Return every entry in the listing word for word.

TASK MATERIAL

== Segment start ==

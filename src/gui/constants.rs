//! GUI-specific constants for layout, status colors and intervals

/// Panel window dimensions (sized like the Steam quick access menu)
pub const WINDOW_WIDTH: f32 = 420.0;
pub const WINDOW_HEIGHT: f32 = 640.0;
pub const WINDOW_MIN_WIDTH: f32 = 360.0;
pub const WINDOW_MIN_HEIGHT: f32 = 480.0;

/// Layout spacing
pub const PADDING: f32 = 8.0;
pub const SECTION_SPACING: f32 = 15.0;
pub const ITEM_SPACING: f32 = 8.0;

/// Status colors
pub const STATUS_OK: egui::Color32 = egui::Color32::from_rgb(0, 200, 0);
pub const STATUS_ERROR: egui::Color32 = egui::Color32::from_rgb(200, 0, 0);
pub const STATUS_PENDING: egui::Color32 = egui::Color32::from_rgb(200, 200, 0);

/// Repaint cadence so async results show up without input
pub const REPAINT_INTERVAL_MS: u64 = 250;
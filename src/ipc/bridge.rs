//! The backend operations the reconciler depends on, and the socket-backed
//! implementation used by the panel and CLI.

use std::future::Future;
use std::path::PathBuf;
use thiserror::Error;
use tracing::debug;

use super::{BackendClient, BackendRequest, BackendResponse, UpdateReport};
use crate::config::Configuration;

#[derive(Debug, Clone, PartialEq, Eq, Error)]
pub enum BridgeError {
    /// Failure reported by the backend itself, shown to the user verbatim
    #[error("{0}")]
    Backend(String),
    #[error("backend unreachable: {0}")]
    Transport(String),
    #[error("unexpected backend response: {0}")]
    Protocol(String),
}

/// Remote operations exposed by the backend
pub trait Bridge: Send + Sync + 'static {
    /// Read the active configuration
    fn active_state(&self) -> impl Future<Output = Result<Configuration, BridgeError>> + Send;

    /// Push a complete configuration
    fn update_configuration(
        &self,
        config: Configuration,
    ) -> impl Future<Output = Result<UpdateReport, BridgeError>> + Send;

    /// Tell the backend the system resumed from suspend
    fn system_resumed(&self) -> impl Future<Output = Result<(), BridgeError>> + Send;
}

/// Bridge over the daemon's Unix socket, one connection per request
#[derive(Debug, Clone)]
pub struct SocketBridge {
    path: PathBuf,
}

impl SocketBridge {
    pub fn new(path: PathBuf) -> Self {
        Self { path }
    }

    async fn call(&self, req: BackendRequest) -> Result<BackendResponse, BridgeError> {
        let mut client = BackendClient::connect_to(&self.path)
            .await
            .map_err(|e| BridgeError::Transport(format!("{e:#}")))?;
        let resp = client
            .request(req)
            .await
            .map_err(|e| BridgeError::Transport(format!("{e:#}")))?;
        debug!(response = ?resp, "Backend responded");
        match resp {
            BackendResponse::Error(message) => Err(BridgeError::Backend(message)),
            other => Ok(other),
        }
    }

    pub async fn ping(&self) -> Result<(), BridgeError> {
        match self.call(BackendRequest::Ping).await? {
            BackendResponse::Pong => Ok(()),
            other => Err(BridgeError::Protocol(format!("{other:?}"))),
        }
    }

    pub async fn shutdown(&self) -> Result<(), BridgeError> {
        match self.call(BackendRequest::Shutdown).await? {
            BackendResponse::Ack => Ok(()),
            other => Err(BridgeError::Protocol(format!("{other:?}"))),
        }
    }
}

impl Bridge for SocketBridge {
    fn active_state(&self) -> impl Future<Output = Result<Configuration, BridgeError>> + Send {
        async move {
            match self.call(BackendRequest::ActiveState).await? {
                BackendResponse::ActiveState { first_update, state } => {
                    debug!(first_update, "Received active state");
                    Ok(state)
                }
                other => Err(BridgeError::Protocol(format!("{other:?}"))),
            }
        }
    }

    fn update_configuration(
        &self,
        config: Configuration,
    ) -> impl Future<Output = Result<UpdateReport, BridgeError>> + Send {
        async move {
            match self.call(BackendRequest::UpdateConfiguration(config)).await? {
                BackendResponse::Updated(report) => Ok(report),
                other => Err(BridgeError::Protocol(format!("{other:?}"))),
            }
        }
    }

    fn system_resumed(&self) -> impl Future<Output = Result<(), BridgeError>> + Send {
        async move {
            match self.call(BackendRequest::SystemResumed).await? {
                BackendResponse::Ack => Ok(()),
                other => Err(BridgeError::Protocol(format!("{other:?}"))),
            }
        }
    }
}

== Segment end ==

YOUR RESPONSE
filename src/gui/constants.rs
//! GUI-specific constants for layout, status colors and intervals

/// Panel window dimensions (sized like the Steam quick access menu)
pub const WINDOW_WIDTH: f32 = 420.0;
pub const WINDOW_HEIGHT: f32 = 640.0;
pub const WINDOW_MIN_WIDTH: f32 = 360.0;
pub const WINDOW_MIN_HEIGHT: f32 = 480.0;

/// Layout spacing
pub const PADDING: f32 = 8.0;
pub const SECTION_SPACING: f32 = 15.0;
pub const ITEM_SPACING: f32 = 8.0;

/// Status colors
pub const STATUS_OK: egui::Color32 = egui::Color32::from_rgb(0, 200, 0);
pub const STATUS_ERROR: egui::Color32 = egui::Color32::from_rgb(200, 0, 0);
pub const STATUS_PENDING: egui::Color32 = egui::Color32::from_rgb(200, 200, 0);

/// Repaint cadence so async results show up without input
pub const REPAINT_INTERVAL_MS: u64 = 250;
filename src/ipc/bridge.rs
//! The backend operations the reconciler depends on, and the socket-backed
//! implementation used by the panel and CLI.

use std::future::Future;
use std::path::PathBuf;
use thiserror::Error;
use tracing::debug;

use super::{BackendClient, BackendRequest, BackendResponse, UpdateReport};
use crate::config::Configuration;

#[derive(Debug, Clone, PartialEq, Eq, Error)]
pub enum BridgeError {
    /// Failure reported by the backend itself, shown to the user verbatim
    #[error("{0}")]
    Backend(String),
    #[error("backend unreachable: {0}")]
    Transport(String),
    #[error("unexpected backend response: {0}")]
    Protocol(String),
}

/// Remote operations exposed by the backend
pub trait Bridge: Send + Sync + 'static {
    /// Read the active configuration
    fn active_state(&self) -> impl Future<Output = Result<Configuration, BridgeError>> + Send;

    /// Push a complete configuration
    fn update_configuration(
        &self,
        config: Configuration,
    ) -> impl Future<Output = Result<UpdateReport, BridgeError>> + Send;

    /// Tell the backend the system resumed from suspend
    fn system_resumed(&self) -> impl Future<Output = Result<(), BridgeError>> + Send;
}

/// Bridge over the daemon's Unix socket, one connection per request
#[derive(Debug, Clone)]
pub struct SocketBridge {
    path: PathBuf,
}

impl SocketBridge {
    pub fn new(path: PathBuf) -> Self {
        Self { path }
    }

    async fn call(&self, req: BackendRequest) -> Result<BackendResponse, BridgeError> {
        let mut client = BackendClient::connect_to(&self.path)
            .await
            .map_err(|e| BridgeError::Transport(format!("{e:#}")))?;
        let resp = client
            .request(req)
            .await
            .map_err(|e| BridgeError::Transport(format!("{e:#}")))?;
        debug!(response = ?resp, "Backend responded");
        match resp {
            BackendResponse::Error(message) => Err(BridgeError::Backend(message)),
            other => Ok(other),
        }
    }

    pub async fn ping(&self) -> Result<(), BridgeError> {
        match self.call(BackendRequest::Ping).await? {
            BackendResponse::Pong => Ok(()),
            other => Err(BridgeError::Protocol(format!("{other:?}"))),
        }
    }

    pub async fn shutdown(&self) -> Result<(), BridgeError> {
        match self.call(BackendRequest::Shutdown).await? {
            BackendResponse::Ack => Ok(()),
            other => Err(BridgeError::Protocol(format!("{other:?}"))),
        }
    }
}

impl Bridge for SocketBridge {
    fn active_state(&self) -> impl Future<Output = Result<Configuration, BridgeError>> + Send {
        async move {
            match self.call(BackendRequest::ActiveState).await? {
                BackendResponse::ActiveState { first_update, state } => {
                    debug!(first_update, "Received active state");
                    Ok(state)
                }
                other => Err(BridgeError::Protocol(format!("{other:?}"))),
            }
        }
    }

    fn update_configuration(
        &self,
        config: Configuration,
    ) -> impl Future<Output = Result<UpdateReport, BridgeError>> + Send {
        async move {
            match self.call(BackendRequest::UpdateConfiguration(config)).await? {
                BackendResponse::Updated(report) => Ok(report),
                other => Err(BridgeError::Protocol(format!("{other:?}"))),
            }
        }
    }

    fn system_resumed(&self) -> impl Future<Output = Result<(), BridgeError>> + Send {
        async move {
            match self.call(BackendRequest::SystemResumed).await? {
                BackendResponse::Ack => Ok(()),
                other => Err(BridgeError::Protocol(format!("{other:?}"))),
            }
        }
    }
}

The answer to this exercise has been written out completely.